Scofflaw Playwriting, Standout Acting: ON CLOVER ROAD at Contemporary American Theater Festival
Posted on BroadwayWorld July 16, 2015
The main rules of stage thrillers are simple. Agatha Christie knew them. Ira Levin knew them. And these rules are really not negotiable if you want to write a successful stage thriller.
One: There must be an objective state of affairs. Of course the audience won’t understand it at the beginning, but at the end the audience must be able to look back, after all the shocking reveals have shocked, and after all illusions have been stripped away, and see that the basic facts apparent at the end were true all the time and are still true. In other words, this is representational art, neither abstract nor experimental nor magical.
Two: The ending must resolve all mystifications, ambiguities and dilemmas.
Those are the big ones. There are a couple of others, like you can’t kill off the character the audience identifies with, at least until the end. But mostly it comes down to those two main rules.
Steven Dietz‘s On Clover Road, receiving a premiere at the Contemporary American Theater Festival in Shepherdstown, West Virginia, manages to break both big ones. This is not a good thing. While it would be difficult to describe Dietz’s departures from these rules in detail without entering spoiler territory, let me be as specific as I can. A major development which seems irreversible is somehow reversed without explanation, as if by magic. The system of double-crosses critical to any thriller becomes impenetrably complex. And the ending could mean any of three things that I could count. Dietz, a journeyman playwright, should know better.

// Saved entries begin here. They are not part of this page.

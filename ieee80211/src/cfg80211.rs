//! 扫描结果
//!
//! 驱动 get_scan_results2 返回的 BSS 列表；IE 以原始字节保留，按需查找。

use alloc::vec::Vec;

use crate::ieee80211::{MacAddr, WlanEid};

/// ScanRes::flags 取值（WPA_SCAN_*）
pub mod scan_flags {
    /// qual 无效
    pub const QUAL_INVALID: u32 = 1 << 0;
    /// noise 无效
    pub const NOISE_INVALID: u32 = 1 << 1;
    /// level 无效
    pub const LEVEL_INVALID: u32 = 1 << 2;
    /// level 单位为 dBm
    pub const LEVEL_DBM: u32 = 1 << 3;
}

/// 单条扫描结果
#[derive(Debug, Clone, Default, PartialEq, Eq)]
pub struct ScanRes {
    pub flags: u32,
    pub bssid: MacAddr,
    /// 频率 MHz
    pub freq: i32,
    pub beacon_int: u16,
    pub caps: u16,
    pub qual: i32,
    pub noise: i32,
    pub level: i32,
    pub tsf: u64,
    /// Probe Response / Beacon 中的全部 IE（EID, len, body ...）
    pub ies: Vec<u8>,
}

impl ScanRes {
    /// 查找首个 `eid` 元素，返回元素体；IE 截断时停止查找
    pub fn ie(&self, eid: WlanEid) -> Option<&[u8]> {
        let mut pos = 0;
        while pos + 2 <= self.ies.len() {
            let id = self.ies[pos];
            let len = self.ies[pos + 1] as usize;
            let end = pos + 2 + len;
            if end > self.ies.len() {
                return None;
            }
            if id == eid.as_u8() {
                return Some(&self.ies[pos + 2..end]);
            }
            pos = end;
        }
        None
    }

    /// SSID 元素体（最长 32 字节）
    pub fn ssid(&self) -> Option<&[u8]> {
        self.ie(WlanEid::Ssid).map(|s| &s[..s.len().min(32)])
    }

    pub fn level_dbm(&self) -> bool {
        self.flags & scan_flags::LEVEL_DBM != 0
    }
}

/// 扫描结果集
#[derive(Debug, Clone, Default, PartialEq, Eq)]
pub struct ScanResults {
    pub res: Vec<ScanRes>,
}

impl ScanResults {
    pub fn num(&self) -> usize {
        self.res.len()
    }

    pub fn is_empty(&self) -> bool {
        self.res.is_empty()
    }

    pub fn get(&self, bssid: &MacAddr) -> Option<&ScanRes> {
        self.res.iter().find(|r| r.bssid == *bssid)
    }
}
//! 驱动注册表
//!
//! 按名字登记 `&'static dyn DriverOps`，启动时由配置里的驱动名查回。
//! "none" 总是解析为内置占位驱动，不允许其它驱动占用这个名字。

use alloc::vec::Vec;

use spin::Mutex;

use crate::errno::{EBUSY, EINVAL};
use crate::none::{DRIVER_NONE, DRIVER_NONE_NAME};
use crate::ops::DriverOps;

static DRIVERS: Mutex<Vec<&'static dyn DriverOps>> = Mutex::new(Vec::new());

/// 登记驱动。
///
/// 名字为空或为 "none" 返回 Err(EINVAL)；同名驱动已登记返回 Err(EBUSY)。
pub fn driver_register(driver: &'static dyn DriverOps) -> Result<(), i32> {
    let name = driver.name();
    if name.is_empty() || name == DRIVER_NONE_NAME {
        log::warn!(target: "hostap::registry", "refuse to register driver named {:?}", name);
        return Err(EINVAL);
    }
    let mut drivers = DRIVERS.lock();
    if drivers.iter().any(|d| d.name() == name) {
        return Err(EBUSY);
    }
    drivers.push(driver);
    log::info!(target: "hostap::registry", "driver {} registered ({})", name, driver.desc());
    Ok(())
}

/// 注销驱动；未登记返回 false
pub fn driver_unregister(name: &str) -> bool {
    let mut drivers = DRIVERS.lock();
    let before = drivers.len();
    drivers.retain(|d| d.name() != name);
    drivers.len() != before
}

/// 按名查找驱动
pub fn driver_lookup(name: &str) -> Option<&'static dyn DriverOps> {
    if name == DRIVER_NONE_NAME {
        return Some(&DRIVER_NONE);
    }
    DRIVERS.lock().iter().copied().find(|d| d.name() == name)
}

/// 已登记驱动名（不含 "none"），按登记顺序
pub fn driver_names() -> Vec<&'static str> {
    DRIVERS.lock().iter().map(|d| d.name()).collect()
}
//! Navigation contract and back-stack implementation.
//!
//! The sign-up flow only needs two operations from its navigation
//! collaborator: replace the auth flow with a new destination, and go
//! back. [`HistoryRouter`] provides the reference back-stack semantics.

use std::sync::Mutex;

#[cfg(any(test, feature = "test-utils"))]
use mockall::automock;

/// Navigation destinations
#[derive(Debug, Clone, Copy, PartialEq, Eq)]
pub enum Route {
    /// Authentication flow (the sign-up screen lives here)
    Auth,
    /// Authenticated home destination
    Home,
}

/// Router trait for dependency injection.
#[cfg_attr(any(test, feature = "test-utils"), automock)]
pub trait Router: Send + Sync {
    /// Navigate to `to`, removing every history entry up to and
    /// including `pop_up_to`.
    fn navigate_replacing(&self, to: Route, pop_up_to: Route);

    /// Pop the current destination off the history.
    fn go_back(&self);
}

/// Back-stack router.
pub struct HistoryRouter {
    stack: Mutex<Vec<Route>>,
}

impl HistoryRouter {
    /// Create a router with an initial destination
    pub fn new(initial: Route) -> Self {
        Self {
            stack: Mutex::new(vec![initial]),
        }
    }

    /// The destination currently on top of the stack
    pub fn current(&self) -> Option<Route> {
        self.stack
            .lock()
            .expect("router lock poisoned")
            .last()
            .copied()
    }

    /// Push a destination onto the stack
    pub fn navigate(&self, to: Route) {
        self.stack.lock().expect("router lock poisoned").push(to);
    }
}

impl Router for HistoryRouter {
    fn navigate_replacing(&self, to: Route, pop_up_to: Route) {
        let mut stack = self.stack.lock().expect("router lock poisoned");
        // Inclusive pop: the matched entry is removed as well
        if let Some(pos) = stack.iter().rposition(|route| *route == pop_up_to) {
            stack.truncate(pos);
        }
        stack.push(to);
    }

    fn go_back(&self) {
        self.stack.lock().expect("router lock poisoned").pop();
    }
}
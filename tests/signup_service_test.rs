//! Sign-up service unit tests.

use std::sync::Arc;

use mockall::predicate::eq;

use local_account::errors::AppError;
use local_account::infra::{CredentialStore, InMemoryStore, MockCredentialStore};
use local_account::nav::{MockRouter, Route};
use local_account::services::{SignUpFlow, SignUpService};

#[test]
fn test_sign_up_fresh_store_writes_and_navigates_once() {
    let mut store = MockCredentialStore::new();
    store.expect_user_email().times(1).returning(|| None);
    store.expect_user_password().times(1).returning(|| None);
    store
        .expect_set_user_email()
        .with(eq("a@b.com".to_string()))
        .times(1)
        .returning(|_| ());
    store
        .expect_set_user_password()
        .with(eq("pass".to_string()))
        .times(1)
        .returning(|_| ());

    let mut router = MockRouter::new();
    router
        .expect_navigate_replacing()
        .with(eq(Route::Home), eq(Route::Auth))
        .times(1)
        .returning(|_, _| ());

    let flow = SignUpFlow::new(Arc::new(store), Arc::new(router));
    let result = flow.sign_up("a@b.com".to_string(), "pass".to_string());

    assert!(result.is_ok());
}

#[test]
fn test_sign_up_existing_user_makes_no_writes_or_navigation() {
    let mut store = MockCredentialStore::new();
    store
        .expect_user_email()
        .returning(|| Some("old@b.com".to_string()));
    store
        .expect_user_password()
        .returning(|| Some("oldpass".to_string()));
    store.expect_set_user_email().times(0);
    store.expect_set_user_password().times(0);

    let mut router = MockRouter::new();
    router.expect_navigate_replacing().times(0);

    let flow = SignUpFlow::new(Arc::new(store), Arc::new(router));
    let result = flow.sign_up("new@b.com".to_string(), "word".to_string());

    assert!(matches!(result.unwrap_err(), AppError::UserAlreadyExists));
}

// A record with only the email present is not a registered user, so
// sign-up proceeds and completes it.
#[test]
fn test_sign_up_partial_record_does_not_block_registration() {
    let mut store = MockCredentialStore::new();
    store
        .expect_user_email()
        .returning(|| Some("half@b.com".to_string()));
    store.expect_user_password().returning(|| None);
    store
        .expect_set_user_email()
        .with(eq("a@b.com".to_string()))
        .times(1)
        .returning(|_| ());
    store
        .expect_set_user_password()
        .with(eq("pass".to_string()))
        .times(1)
        .returning(|_| ());

    let mut router = MockRouter::new();
    router.expect_navigate_replacing().times(1).returning(|_, _| ());

    let flow = SignUpFlow::new(Arc::new(store), Arc::new(router));
    let result = flow.sign_up("a@b.com".to_string(), "pass".to_string());

    assert!(result.is_ok());
}

#[test]
fn test_second_sign_up_does_not_overwrite_first_user() {
    let store = Arc::new(InMemoryStore::new());
    let mut router = MockRouter::new();
    router.expect_navigate_replacing().times(1).returning(|_, _| ());

    let flow = SignUpFlow::new(store.clone(), Arc::new(router));
    assert!(flow
        .sign_up("first@b.com".to_string(), "pass".to_string())
        .is_ok());

    let result = flow.sign_up("second@b.com".to_string(), "word".to_string());

    assert!(matches!(result.unwrap_err(), AppError::UserAlreadyExists));
    assert_eq!(store.user_email().as_deref(), Some("first@b.com"));
    assert_eq!(store.user_password().as_deref(), Some("pass"));
}

#[test]
fn test_cancel_only_goes_back() {
    // No expectations on the store: any access would fail the test
    let store = MockCredentialStore::new();

    let mut router = MockRouter::new();
    router.expect_go_back().times(1).returning(|| ());

    let flow = SignUpFlow::new(Arc::new(store), Arc::new(router));
    flow.cancel();
}
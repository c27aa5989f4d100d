//! JSON-file-backed credential store.

use std::fs;
use std::path::{Path, PathBuf};
use std::sync::RwLock;

use super::credential_store::{CredentialStore, StoredUser};
use crate::config::Config;

/// Credential store persisted as a JSON document on disk.
///
/// The in-memory record is authoritative; the file is rewritten after
/// every set. A missing or unreadable file yields an empty record, and
/// persistence failures are logged rather than surfaced.
pub struct JsonFileStore {
    path: PathBuf,
    record: RwLock<StoredUser>,
}

impl JsonFileStore {
    /// Open a store at the given path, loading any existing record.
    pub fn open(path: impl Into<PathBuf>) -> Self {
        let path = path.into();
        let record = Self::load(&path);
        Self {
            path,
            record: RwLock::new(record),
        }
    }

    /// Open the store at the configured path.
    pub fn from_config(config: &Config) -> Self {
        Self::open(config.store_path.clone())
    }

    fn load(path: &Path) -> StoredUser {
        match fs::read_to_string(path) {
            Ok(contents) => serde_json::from_str(&contents).unwrap_or_else(|e| {
                tracing::error!(
                    "credential store at {} is corrupt, starting empty: {}",
                    path.display(),
                    e
                );
                StoredUser::default()
            }),
            Err(_) => StoredUser::default(),
        }
    }

    fn persist(&self, record: &StoredUser) {
        match serde_json::to_string_pretty(record) {
            Ok(json) => {
                if let Err(e) = fs::write(&self.path, json) {
                    tracing::error!(
                        "failed to persist credential store to {}: {}",
                        self.path.display(),
                        e
                    );
                }
            }
            Err(e) => tracing::error!("failed to serialize credential store: {}", e),
        }
    }
}

impl CredentialStore for JsonFileStore {
    fn user_email(&self) -> Option<String> {
        self.record
            .read()
            .expect("credential store lock poisoned")
            .email
            .clone()
    }

    fn user_password(&self) -> Option<String> {
        self.record
            .read()
            .expect("credential store lock poisoned")
            .password
            .clone()
    }

    fn set_user_email(&self, email: String) {
        let mut record = self.record.write().expect("credential store lock poisoned");
        record.email = Some(email);
        self.persist(&record);
    }

    fn set_user_password(&self, password: String) {
        let mut record = self.record.write().expect("credential store lock poisoned");
        record.password = Some(password);
        self.persist(&record);
    }
}
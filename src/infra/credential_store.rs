//! Credential store contract and in-memory implementation.

use std::sync::RwLock;

use serde::{Deserialize, Serialize};

#[cfg(any(test, feature = "test-utils"))]
use mockall::automock;

/// Persisted user record owned by the credential store.
///
/// Both fields start absent and are written by the first successful
/// sign-up. A user counts as registered only when both are present.
#[derive(Debug, Clone, Default, Serialize, Deserialize)]
pub struct StoredUser {
    pub email: Option<String>,
    pub password: Option<String>,
}

impl StoredUser {
    /// True when both email and password are present
    pub fn is_complete(&self) -> bool {
        self.email.is_some() && self.password.is_some()
    }
}

/// Credential store trait for dependency injection.
///
/// Key-value persistence for a single user's email and password.
/// Storage failures are not surfaced to callers: implementations keep
/// the in-memory record authoritative and log persistence problems.
#[cfg_attr(any(test, feature = "test-utils"), automock)]
pub trait CredentialStore: Send + Sync {
    /// Stored email, if any
    fn user_email(&self) -> Option<String>;

    /// Stored password, if any
    fn user_password(&self) -> Option<String>;

    /// Persist the email
    fn set_user_email(&self, email: String);

    /// Persist the password
    fn set_user_password(&self, password: String);
}

/// Volatile credential store, useful for tests and previews.
#[derive(Default)]
pub struct InMemoryStore {
    record: RwLock<StoredUser>,
}

impl InMemoryStore {
    /// Create an empty store
    pub fn new() -> Self {
        Self::default()
    }

    /// Snapshot of the current record
    pub fn record(&self) -> StoredUser {
        self.record.read().expect("credential store lock poisoned").clone()
    }
}

impl CredentialStore for InMemoryStore {
    fn user_email(&self) -> Option<String> {
        self.record
            .read()
            .expect("credential store lock poisoned")
            .email
            .clone()
    }

    fn user_password(&self) -> Option<String> {
        self.record
            .read()
            .expect("credential store lock poisoned")
            .password
            .clone()
    }

    fn set_user_email(&self, email: String) {
        self.record
            .write()
            .expect("credential store lock poisoned")
            .email = Some(email);
    }

    fn set_user_password(&self, password: String) {
        self.record
            .write()
            .expect("credential store lock poisoned")
            .password = Some(password);
    }
}

#[cfg(test)]
mod tests {
    use super::*;

    #[test]
    fn test_new_store_is_empty() {
        let store = InMemoryStore::new();
        assert!(store.user_email().is_none());
        assert!(store.user_password().is_none());
        assert!(!store.record().is_complete());
    }

    #[test]
    fn test_set_and_read_back() {
        let store = InMemoryStore::new();
        store.set_user_email("a@b.com".to_string());
        store.set_user_password("pass".to_string());

        assert_eq!(store.user_email().as_deref(), Some("a@b.com"));
        assert_eq!(store.user_password().as_deref(), Some("pass"));
        assert!(store.record().is_complete());
    }

    #[test]
    fn test_partial_record_is_not_complete() {
        let store = InMemoryStore::new();
        store.set_user_email("a@b.com".to_string());
        assert!(!store.record().is_complete());
    }
}
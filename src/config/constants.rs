//! Application-wide constants
//!
//! Centralized location for magic values to improve maintainability.

// =============================================================================
// Validation
// =============================================================================

/// Minimum password length requirement
pub const MIN_PASSWORD_LENGTH: usize = 4;

// =============================================================================
// User-facing messages
// =============================================================================

/// Shown when sign-up is rejected because a local user is already registered
pub const MSG_USER_EXISTS: &str = "user id already created please login";

// =============================================================================
// Storage
// =============================================================================

/// Default credential store file (relative to the working directory)
pub const DEFAULT_STORE_FILE: &str = "credentials.json";
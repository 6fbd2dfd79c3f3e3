mod classifier;
mod statistics;

pub use classifier::{
    Classification, ComplianceClassifier, ComplianceThresholds, DEFAULT_COMPLIANT_THRESHOLD,
    DEFAULT_WARNING_THRESHOLD, RequiredEquipment, ScoringMethod, effective_persons,
};
pub use statistics::{AlertType, ComplianceLevel, FrameStatistics};
//! Trait for object detection inference backends.

use crate::detection::RawBox;

/// A borrowed image handed to every adapter of one request.
#[derive(Debug, Clone, Copy)]
pub struct Frame<'a> {
    /// Raw image bytes (format depends on the adapter)
    pub pixels: &'a [u8],
    pub width: u32,
    pub height: u32,
}

impl<'a> Frame<'a> {
    pub fn new(pixels: &'a [u8], width: u32, height: u32) -> Self {
        Self {
            pixels,
            width,
            height,
        }
    }
}

/// Error type for adapter inference failures.
#[derive(Debug, Clone, PartialEq, thiserror::Error)]
pub enum DetectorError {
    #[error("invalid input dimensions: expected {expected:?}, got {got:?}")]
    InvalidInputDimensions {
        expected: (u32, u32, u32),
        got: (u32, u32, u32),
    },
    #[error("preprocessing error: {0}")]
    Preprocessing(String),
    #[error("inference error: {0}")]
    Inference(String),
    #[error("postprocessing error: {0}")]
    Postprocessing(String),
    #[error("detector panicked: {0}")]
    Panicked(String),
    #[error("detector lock poisoned")]
    Poisoned,
}

/// Capability every loaded model exposes to the engine.
///
/// Implement this trait to plug any model family into the ensemble.
///
/// # Example
///
/// ```ignore
/// use ppe_ensemble::{Detector, DetectorError, Frame, RawBox};
///
/// struct MyDetector {
///     // Your model here
/// }
///
/// impl Detector for MyDetector {
///     fn infer(&mut self, frame: &Frame<'_>) -> Result<Vec<RawBox>, DetectorError> {
///         // Run inference and return (class, confidence, x1, y1, x2, y2) boxes
///         Ok(vec![])
///     }
/// }
/// ```
pub trait Detector: Send {
    /// Run inference on one image.
    ///
    /// Boxes are returned as the model produced them; validation happens in
    /// the coordinator.
    fn infer(&mut self, frame: &Frame<'_>) -> Result<Vec<RawBox>, DetectorError>;
}

impl<F> Detector for F
where
    F: FnMut(&Frame<'_>) -> Result<Vec<RawBox>, DetectorError> + Send,
{
    fn infer(&mut self, frame: &Frame<'_>) -> Result<Vec<RawBox>, DetectorError> {
        self(frame)
    }
}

Apart from that, Mrs. Lincoln (as the joke goes), how was the play? Answer: It has its moments. The action, from the shadowy world of religious cults and deprogrammers, takes place in the ruins of a derelict motel, where distraught mother Kate (Tasha Lawrence) has been brought by Stine (Lee Sellars), a supposed specialist in reuniting abandoned parents with cult-brainwashed youngsters. Stine intends (so he says) to abduct Kate’s daughter from the cult’s commune and work with her here. The shockingly scuzzy room, a monstrosity in decaying plywood, is well realized by David M. Barber, whose recreation of a working auto repair garage in last year’s North of the Boulevard was equally impressive. The room almost becomes a character in its own right. And what the set tells us immediately is that something is terribly wrong with Kate and Stine’s scheme. So does a financial fact revealed in the early going. In the course of the play, we find out what that something and several other somethings are.
In an interview in the program notes, Dietz announces the ambition of building on a thriller template “a drama that has the emotional resonance of a woman trying to reunite with her daughter.” I think in that sense Dietz succeeds, minimally. Amidst the cruelty and the carnage that ensues from Kate’s entry on her quest for her daughter, such a drama may be glimpsed. We develop some real insight into how the daughter might have fallen under the cult’s spell, specifically the mother’s possible part in that happening. “Might” being the key word.
“Might,” not “did” because a thriller is not really the right vehicle to explore such issues very deeply. In a thriller, where every statement may be a deliberate lie, insightful remarks and accusations shrieked in the heat of a confrontation, the staples of serious family drama, may not be what they seem, and are certainly not reliable, less so here because even the thriller template is unreliable. (See Rules One and Two, above.)
The two things we can be fairly sure of are Kate’s desire to reclaim her daughter and her determination to stay alive as she does so. Tasha Lawrence does a fine job in bringing out both the grit and the terror involved in Kate’s pursuit of her quest. It is a meaty role, and she makes the most of it, dragging the audience’s sympathies along with her character even as the latter’s failings and weaknesses are exposed.
Conversely, the things we can be least sure of are Stine’s agenda and his motivations. As the play progresses Stine becomes a paragon of untrustworthiness, and Lee Sellars is quite believable at it, if that makes any sense, barking out grim deprogrammer talk that sets up the distance Kate and the audience are to keep from him: “And now your feelings are hurt. You’ll come to thank me for that. We can be much more effective as a team if you hate my guts. If you can’t stand the sight of me.”
But standout performances stand out only so far with a thriller so inconclusive. This play is an official “rolling premiere” of the National New Play Network, meaning it will be produced at least twice again in the next twelve months. The Network’s website acknowledges as part of the agenda of rolling premieres is “making adjustments based on what is learned from each production.” I hope what is learned here first is adherence to Thriller Rules. If corresponding adjustments are made, there may be more hope for the family drama component as well, though of that it is impossible to be certain. If the underlying problem is not fixed, though, I would expect audiences to be so upset with having their legitimate expectations trifled with they will never embrace this play.